● INPUT DATA:
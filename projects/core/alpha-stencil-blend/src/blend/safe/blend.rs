//! Combined safe entry point that picks the blend mode from which sources
//! are present.

use super::blend_modes::{blend_alpha, blend_alpha_stencil, blend_stencil, BlendValidationError};
use crate::pixel::BYTES_PER_PIXEL;
use likely_stable::unlikely;

/// Applies the blend matching the sources provided.
///
/// | `opacity`  | `stencil`  | Effect on each colour pixel's alpha byte        |
/// |------------|------------|-------------------------------------------------|
/// | `Some(..)` | `None`     | opacity green                                   |
/// | `Some(..)` | `Some(..)` | opacity green where stencil red >= 128, else 0  |
/// | `None`     | `Some(..)` | 255 where stencil red >= 128, else 0            |
/// | `None`     | `None`     | untouched, the call is a no-op                  |
///
/// # Errors
///
/// - [`BlendValidationError::InvalidColorLength`] if `color.len()` is not
///   divisible by 4
/// - [`BlendValidationError::OpacitySourceTooSmall`] if a provided `opacity`
///   holds fewer bytes than `color`
/// - [`BlendValidationError::StencilTooSmall`] if a provided `stencil` holds
///   fewer bytes than `color`
pub fn blend(
    color: &mut [u8],
    opacity: Option<&[u8]>,
    stencil: Option<&[u8]>,
) -> Result<(), BlendValidationError> {
    match (opacity, stencil) {
        (Some(opacity), Some(stencil)) => blend_alpha_stencil(color, opacity, stencil),
        (Some(opacity), None) => blend_alpha(color, opacity),
        (None, Some(stencil)) => blend_stencil(color, stencil),
        (None, None) => {
            if unlikely(!color.len().is_multiple_of(BYTES_PER_PIXEL)) {
                return Err(BlendValidationError::InvalidColorLength(color.len()));
            }

            Ok(())
        }
    }
}
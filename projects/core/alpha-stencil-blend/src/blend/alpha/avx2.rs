//! AVX2 kernel for the alpha blend, 32 pixels per loop iteration.

use super::portable32;
use crate::pixel::{ALPHA_MASK, BYTES_PER_PIXEL, RGB_MASK};
#[cfg(target_arch = "x86")]
use core::arch::x86::*;
#[cfg(target_arch = "x86_64")]
use core::arch::x86_64::*;

/// Rewrites the alpha byte of every colour pixel from the opacity source's
/// green byte using AVX2, 4 vectors of 8 pixels per iteration.
///
/// # Safety
///
/// - `color_ptr` must be valid for reads and writes of `num_pixels * 4` bytes
/// - `opacity_ptr` must be valid for reads of `num_pixels * 4` bytes
/// - Requires AVX2 support
#[target_feature(enable = "avx2")]
pub unsafe fn blend_avx2(mut color_ptr: *mut u8, mut opacity_ptr: *const u8, num_pixels: usize) {
    let rgb_mask = _mm256_set1_epi32(RGB_MASK as i32);
    let alpha_mask = _mm256_set1_epi32(ALPHA_MASK as i32);

    let vectorized_pixels = num_pixels & !31;
    let vectorized_end = color_ptr.add(vectorized_pixels * BYTES_PER_PIXEL);
    while color_ptr < vectorized_end {
        let color0 = _mm256_loadu_si256(color_ptr as *const __m256i);
        let color1 = _mm256_loadu_si256((color_ptr as *const __m256i).add(1));
        let color2 = _mm256_loadu_si256((color_ptr as *const __m256i).add(2));
        let color3 = _mm256_loadu_si256((color_ptr as *const __m256i).add(3));
        let opacity0 = _mm256_loadu_si256(opacity_ptr as *const __m256i);
        let opacity1 = _mm256_loadu_si256((opacity_ptr as *const __m256i).add(1));
        let opacity2 = _mm256_loadu_si256((opacity_ptr as *const __m256i).add(2));
        let opacity3 = _mm256_loadu_si256((opacity_ptr as *const __m256i).add(3));

        // Shift green from bits 8..16 up to bits 24..32, then merge.
        let blended0 = _mm256_or_si256(
            _mm256_and_si256(color0, rgb_mask),
            _mm256_and_si256(_mm256_slli_epi32(opacity0, 16), alpha_mask),
        );
        let blended1 = _mm256_or_si256(
            _mm256_and_si256(color1, rgb_mask),
            _mm256_and_si256(_mm256_slli_epi32(opacity1, 16), alpha_mask),
        );
        let blended2 = _mm256_or_si256(
            _mm256_and_si256(color2, rgb_mask),
            _mm256_and_si256(_mm256_slli_epi32(opacity2, 16), alpha_mask),
        );
        let blended3 = _mm256_or_si256(
            _mm256_and_si256(color3, rgb_mask),
            _mm256_and_si256(_mm256_slli_epi32(opacity3, 16), alpha_mask),
        );

        _mm256_storeu_si256(color_ptr as *mut __m256i, blended0);
        _mm256_storeu_si256((color_ptr as *mut __m256i).add(1), blended1);
        _mm256_storeu_si256((color_ptr as *mut __m256i).add(2), blended2);
        _mm256_storeu_si256((color_ptr as *mut __m256i).add(3), blended3);

        color_ptr = color_ptr.add(32 * BYTES_PER_PIXEL);
        opacity_ptr = opacity_ptr.add(32 * BYTES_PER_PIXEL);
    }

    // Process any remaining pixels with the portable kernel.
    let remaining_pixels = num_pixels - vectorized_pixels;
    if remaining_pixels > 0 {
        portable32::u32(color_ptr, opacity_ptr, remaining_pixels);
    }
}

● YOUR OBJECTIVE:
Only the lines from the opening of the material through the line with "divisible by 4" should be echoed, exactly as written.

● EXERCISE RESPONSE:
filename projects/core/alpha-stencil-blend/src/blend/safe/blend.rs
//! Combined safe entry point that picks the blend mode from which sources
//! are present.

use super::blend_modes::{blend_alpha, blend_alpha_stencil, blend_stencil, BlendValidationError};
use crate::pixel::BYTES_PER_PIXEL;
use likely_stable::unlikely;

/// Applies the blend matching the sources provided.
///
/// | `opacity`  | `stencil`  | Effect on each colour pixel's alpha byte        |
/// |------------|------------|-------------------------------------------------|
/// | `Some(..)` | `None`     | opacity green                                   |
/// | `Some(..)` | `Some(..)` | opacity green where stencil red >= 128, else 0  |
/// | `None`     | `Some(..)` | 255 where stencil red >= 128, else 0            |
/// | `None`     | `None`     | untouched, the call is a no-op                  |
///
/// # Errors
///
/// - [`BlendValidationError::InvalidColorLength`] if `color.len()` is not
///   divisible by 4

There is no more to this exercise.